(Saved entries)
=-=-=-=-=

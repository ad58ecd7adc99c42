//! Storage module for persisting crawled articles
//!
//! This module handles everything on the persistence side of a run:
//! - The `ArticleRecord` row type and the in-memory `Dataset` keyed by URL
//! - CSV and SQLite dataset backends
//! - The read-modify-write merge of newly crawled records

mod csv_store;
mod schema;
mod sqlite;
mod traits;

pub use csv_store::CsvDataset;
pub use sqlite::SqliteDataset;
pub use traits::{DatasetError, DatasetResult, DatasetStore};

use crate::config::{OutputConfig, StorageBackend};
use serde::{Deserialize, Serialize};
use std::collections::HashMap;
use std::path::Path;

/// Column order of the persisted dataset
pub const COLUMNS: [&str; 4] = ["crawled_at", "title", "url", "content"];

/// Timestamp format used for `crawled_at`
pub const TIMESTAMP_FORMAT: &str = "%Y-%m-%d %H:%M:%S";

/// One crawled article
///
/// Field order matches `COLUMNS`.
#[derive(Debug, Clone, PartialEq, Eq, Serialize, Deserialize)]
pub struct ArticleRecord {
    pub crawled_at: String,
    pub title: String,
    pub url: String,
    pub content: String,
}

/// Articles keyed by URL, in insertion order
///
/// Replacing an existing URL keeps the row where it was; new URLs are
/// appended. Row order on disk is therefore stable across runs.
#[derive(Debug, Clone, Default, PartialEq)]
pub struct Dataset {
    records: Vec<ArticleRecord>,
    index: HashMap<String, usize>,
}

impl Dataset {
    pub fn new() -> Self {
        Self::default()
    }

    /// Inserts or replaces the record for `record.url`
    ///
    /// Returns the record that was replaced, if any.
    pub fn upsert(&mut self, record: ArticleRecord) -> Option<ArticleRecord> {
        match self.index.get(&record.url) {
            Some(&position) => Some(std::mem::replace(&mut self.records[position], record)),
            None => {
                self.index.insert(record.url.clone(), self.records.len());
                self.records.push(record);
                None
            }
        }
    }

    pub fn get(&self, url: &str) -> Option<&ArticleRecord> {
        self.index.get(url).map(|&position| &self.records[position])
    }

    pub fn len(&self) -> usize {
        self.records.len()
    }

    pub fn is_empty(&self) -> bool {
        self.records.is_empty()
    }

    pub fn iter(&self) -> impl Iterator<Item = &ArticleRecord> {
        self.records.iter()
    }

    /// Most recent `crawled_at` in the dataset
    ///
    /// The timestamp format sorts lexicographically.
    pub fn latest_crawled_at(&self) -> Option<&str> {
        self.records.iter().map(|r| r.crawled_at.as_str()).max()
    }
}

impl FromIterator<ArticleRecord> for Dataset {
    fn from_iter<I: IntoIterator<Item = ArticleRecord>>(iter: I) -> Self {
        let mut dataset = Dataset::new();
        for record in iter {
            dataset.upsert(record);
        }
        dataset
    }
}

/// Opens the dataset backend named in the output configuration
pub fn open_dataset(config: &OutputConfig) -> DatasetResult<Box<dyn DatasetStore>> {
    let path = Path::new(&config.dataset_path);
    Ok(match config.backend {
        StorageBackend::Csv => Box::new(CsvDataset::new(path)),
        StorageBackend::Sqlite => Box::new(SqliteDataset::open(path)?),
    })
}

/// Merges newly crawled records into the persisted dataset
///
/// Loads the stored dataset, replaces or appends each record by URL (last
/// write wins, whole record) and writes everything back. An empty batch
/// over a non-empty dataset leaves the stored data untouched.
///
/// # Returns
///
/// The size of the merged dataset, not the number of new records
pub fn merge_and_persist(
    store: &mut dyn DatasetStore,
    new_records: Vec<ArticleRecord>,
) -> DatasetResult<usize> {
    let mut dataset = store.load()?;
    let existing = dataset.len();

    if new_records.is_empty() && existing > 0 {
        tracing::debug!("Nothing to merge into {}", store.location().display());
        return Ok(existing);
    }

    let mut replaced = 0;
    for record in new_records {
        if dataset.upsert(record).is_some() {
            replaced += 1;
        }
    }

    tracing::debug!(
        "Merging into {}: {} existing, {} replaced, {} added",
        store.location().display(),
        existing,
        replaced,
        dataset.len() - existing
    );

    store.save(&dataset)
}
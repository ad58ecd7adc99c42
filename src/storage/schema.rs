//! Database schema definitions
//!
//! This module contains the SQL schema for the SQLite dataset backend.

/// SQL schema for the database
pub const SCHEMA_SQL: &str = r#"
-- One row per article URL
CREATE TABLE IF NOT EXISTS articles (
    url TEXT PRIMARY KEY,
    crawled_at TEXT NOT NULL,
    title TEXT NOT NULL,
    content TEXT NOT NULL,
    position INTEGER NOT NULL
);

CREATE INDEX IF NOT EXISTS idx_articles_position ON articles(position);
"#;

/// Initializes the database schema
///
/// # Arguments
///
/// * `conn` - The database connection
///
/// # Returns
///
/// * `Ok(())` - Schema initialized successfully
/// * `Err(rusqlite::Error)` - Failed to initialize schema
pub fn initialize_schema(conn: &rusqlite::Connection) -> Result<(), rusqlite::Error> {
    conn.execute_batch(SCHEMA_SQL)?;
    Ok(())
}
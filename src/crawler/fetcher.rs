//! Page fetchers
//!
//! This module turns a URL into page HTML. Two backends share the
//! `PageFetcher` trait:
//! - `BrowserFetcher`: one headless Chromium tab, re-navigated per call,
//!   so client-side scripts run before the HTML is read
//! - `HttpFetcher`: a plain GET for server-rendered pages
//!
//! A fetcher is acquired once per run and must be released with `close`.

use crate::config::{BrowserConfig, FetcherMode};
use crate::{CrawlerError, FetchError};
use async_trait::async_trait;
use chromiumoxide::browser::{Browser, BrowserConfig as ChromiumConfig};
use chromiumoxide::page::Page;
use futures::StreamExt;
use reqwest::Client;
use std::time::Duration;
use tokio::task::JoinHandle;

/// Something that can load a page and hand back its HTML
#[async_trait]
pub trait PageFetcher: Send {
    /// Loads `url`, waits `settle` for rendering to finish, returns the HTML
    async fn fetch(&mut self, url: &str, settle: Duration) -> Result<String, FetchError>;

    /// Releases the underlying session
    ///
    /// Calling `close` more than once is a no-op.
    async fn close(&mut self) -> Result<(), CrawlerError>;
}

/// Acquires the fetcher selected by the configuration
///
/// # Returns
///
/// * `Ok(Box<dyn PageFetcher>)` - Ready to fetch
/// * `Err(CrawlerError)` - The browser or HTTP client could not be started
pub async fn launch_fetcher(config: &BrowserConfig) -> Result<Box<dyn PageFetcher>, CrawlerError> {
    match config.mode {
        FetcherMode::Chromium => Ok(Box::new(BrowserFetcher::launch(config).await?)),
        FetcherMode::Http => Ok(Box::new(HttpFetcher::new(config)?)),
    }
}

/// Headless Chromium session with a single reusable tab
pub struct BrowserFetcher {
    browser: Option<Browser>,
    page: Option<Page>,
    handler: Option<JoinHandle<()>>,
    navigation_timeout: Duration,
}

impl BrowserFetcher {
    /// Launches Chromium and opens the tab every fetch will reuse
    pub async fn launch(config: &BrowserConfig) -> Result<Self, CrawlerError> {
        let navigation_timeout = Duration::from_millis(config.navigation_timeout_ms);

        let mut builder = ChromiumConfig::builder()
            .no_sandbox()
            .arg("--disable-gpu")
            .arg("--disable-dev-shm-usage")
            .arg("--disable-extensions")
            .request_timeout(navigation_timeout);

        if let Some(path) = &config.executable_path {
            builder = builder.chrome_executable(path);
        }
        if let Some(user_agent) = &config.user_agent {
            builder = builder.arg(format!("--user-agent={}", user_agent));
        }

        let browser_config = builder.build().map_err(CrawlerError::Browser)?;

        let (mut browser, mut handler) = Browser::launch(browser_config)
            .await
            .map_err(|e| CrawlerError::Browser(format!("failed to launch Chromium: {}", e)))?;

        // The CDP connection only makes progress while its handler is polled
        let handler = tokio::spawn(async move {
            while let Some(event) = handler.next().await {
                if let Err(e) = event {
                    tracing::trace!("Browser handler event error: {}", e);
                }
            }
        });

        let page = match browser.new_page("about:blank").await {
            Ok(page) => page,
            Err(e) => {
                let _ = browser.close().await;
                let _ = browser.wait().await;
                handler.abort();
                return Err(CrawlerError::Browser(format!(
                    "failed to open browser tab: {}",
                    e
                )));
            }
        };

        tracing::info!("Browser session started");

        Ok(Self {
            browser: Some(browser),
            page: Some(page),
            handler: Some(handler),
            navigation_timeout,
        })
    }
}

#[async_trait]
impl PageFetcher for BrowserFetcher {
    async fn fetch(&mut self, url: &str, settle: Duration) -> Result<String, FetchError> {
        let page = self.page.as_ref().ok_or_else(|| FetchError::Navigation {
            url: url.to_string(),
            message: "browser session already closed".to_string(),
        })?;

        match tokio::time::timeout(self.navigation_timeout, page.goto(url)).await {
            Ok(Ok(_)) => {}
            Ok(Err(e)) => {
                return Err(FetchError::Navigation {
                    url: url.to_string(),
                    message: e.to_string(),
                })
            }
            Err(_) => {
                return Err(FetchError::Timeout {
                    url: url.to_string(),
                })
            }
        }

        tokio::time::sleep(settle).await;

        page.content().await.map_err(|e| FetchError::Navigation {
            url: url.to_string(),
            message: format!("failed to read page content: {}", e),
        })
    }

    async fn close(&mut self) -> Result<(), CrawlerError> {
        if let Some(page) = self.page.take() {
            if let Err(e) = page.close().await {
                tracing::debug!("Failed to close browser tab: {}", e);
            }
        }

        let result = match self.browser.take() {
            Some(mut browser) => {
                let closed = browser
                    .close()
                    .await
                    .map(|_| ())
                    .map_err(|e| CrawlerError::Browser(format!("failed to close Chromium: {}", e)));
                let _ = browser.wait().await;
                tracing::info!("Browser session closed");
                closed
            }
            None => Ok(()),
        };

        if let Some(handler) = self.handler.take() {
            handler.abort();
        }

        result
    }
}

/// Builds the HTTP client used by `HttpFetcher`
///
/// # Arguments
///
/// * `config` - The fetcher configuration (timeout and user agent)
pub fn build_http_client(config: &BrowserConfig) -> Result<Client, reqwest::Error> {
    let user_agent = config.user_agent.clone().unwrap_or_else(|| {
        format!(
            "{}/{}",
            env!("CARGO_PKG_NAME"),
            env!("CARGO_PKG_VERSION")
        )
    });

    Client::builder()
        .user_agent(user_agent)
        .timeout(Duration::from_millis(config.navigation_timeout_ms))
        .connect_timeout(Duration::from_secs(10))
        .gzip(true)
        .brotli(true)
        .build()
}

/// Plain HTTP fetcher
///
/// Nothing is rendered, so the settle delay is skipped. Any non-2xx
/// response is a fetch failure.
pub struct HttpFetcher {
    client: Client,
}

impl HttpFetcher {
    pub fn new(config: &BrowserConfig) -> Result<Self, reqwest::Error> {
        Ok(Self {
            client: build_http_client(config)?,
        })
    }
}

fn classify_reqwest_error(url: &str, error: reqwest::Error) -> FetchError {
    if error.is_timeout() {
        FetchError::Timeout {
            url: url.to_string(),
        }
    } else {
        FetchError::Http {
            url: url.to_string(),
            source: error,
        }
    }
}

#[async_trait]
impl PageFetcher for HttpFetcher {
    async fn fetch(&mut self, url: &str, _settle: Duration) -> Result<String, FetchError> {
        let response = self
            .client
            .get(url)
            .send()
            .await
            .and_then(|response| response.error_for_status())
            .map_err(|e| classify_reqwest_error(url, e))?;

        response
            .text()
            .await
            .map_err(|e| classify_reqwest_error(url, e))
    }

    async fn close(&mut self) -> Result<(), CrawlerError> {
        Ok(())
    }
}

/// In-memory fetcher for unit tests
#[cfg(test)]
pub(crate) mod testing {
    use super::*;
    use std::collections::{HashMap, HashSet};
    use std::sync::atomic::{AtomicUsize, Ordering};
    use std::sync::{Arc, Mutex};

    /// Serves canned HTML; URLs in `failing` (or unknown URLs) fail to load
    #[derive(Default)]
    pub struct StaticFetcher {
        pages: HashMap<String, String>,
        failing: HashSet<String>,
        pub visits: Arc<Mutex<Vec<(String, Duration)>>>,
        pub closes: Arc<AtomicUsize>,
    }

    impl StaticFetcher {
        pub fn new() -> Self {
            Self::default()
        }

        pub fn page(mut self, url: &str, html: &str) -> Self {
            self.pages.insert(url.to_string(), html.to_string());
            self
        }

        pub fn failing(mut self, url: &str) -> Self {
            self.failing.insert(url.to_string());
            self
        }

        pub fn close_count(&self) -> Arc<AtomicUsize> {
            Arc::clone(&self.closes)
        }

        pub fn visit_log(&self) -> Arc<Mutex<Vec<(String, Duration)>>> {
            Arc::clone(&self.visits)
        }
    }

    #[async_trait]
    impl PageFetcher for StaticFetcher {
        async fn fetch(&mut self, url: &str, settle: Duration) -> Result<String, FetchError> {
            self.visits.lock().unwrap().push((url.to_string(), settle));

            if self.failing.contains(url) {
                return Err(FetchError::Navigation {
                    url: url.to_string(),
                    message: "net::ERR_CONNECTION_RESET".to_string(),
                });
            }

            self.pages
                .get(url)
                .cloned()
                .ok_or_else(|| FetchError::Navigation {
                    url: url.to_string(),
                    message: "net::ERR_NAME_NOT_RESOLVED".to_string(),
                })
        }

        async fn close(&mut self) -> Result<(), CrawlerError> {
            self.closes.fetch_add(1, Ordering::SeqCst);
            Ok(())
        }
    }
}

=-=-=-=-=

=== ACTIVITY ===
Using the data above, transcribe the lines that run from the line with "pub(crate) mod testing" to the line with "#[derive(Default)]", both ends kept, and output nothing else.

=== SOLUTION FOR THIS PROBLEM ===
pub(crate) mod testing {
    use super::*;
    use std::collections::{HashMap, HashSet};
    use std::sync::atomic::{AtomicUsize, Ordering};
    use std::sync::{Arc, Mutex};

    /// Serves canned HTML; URLs in `failing` (or unknown URLs) fail to load
    #[derive(Default)]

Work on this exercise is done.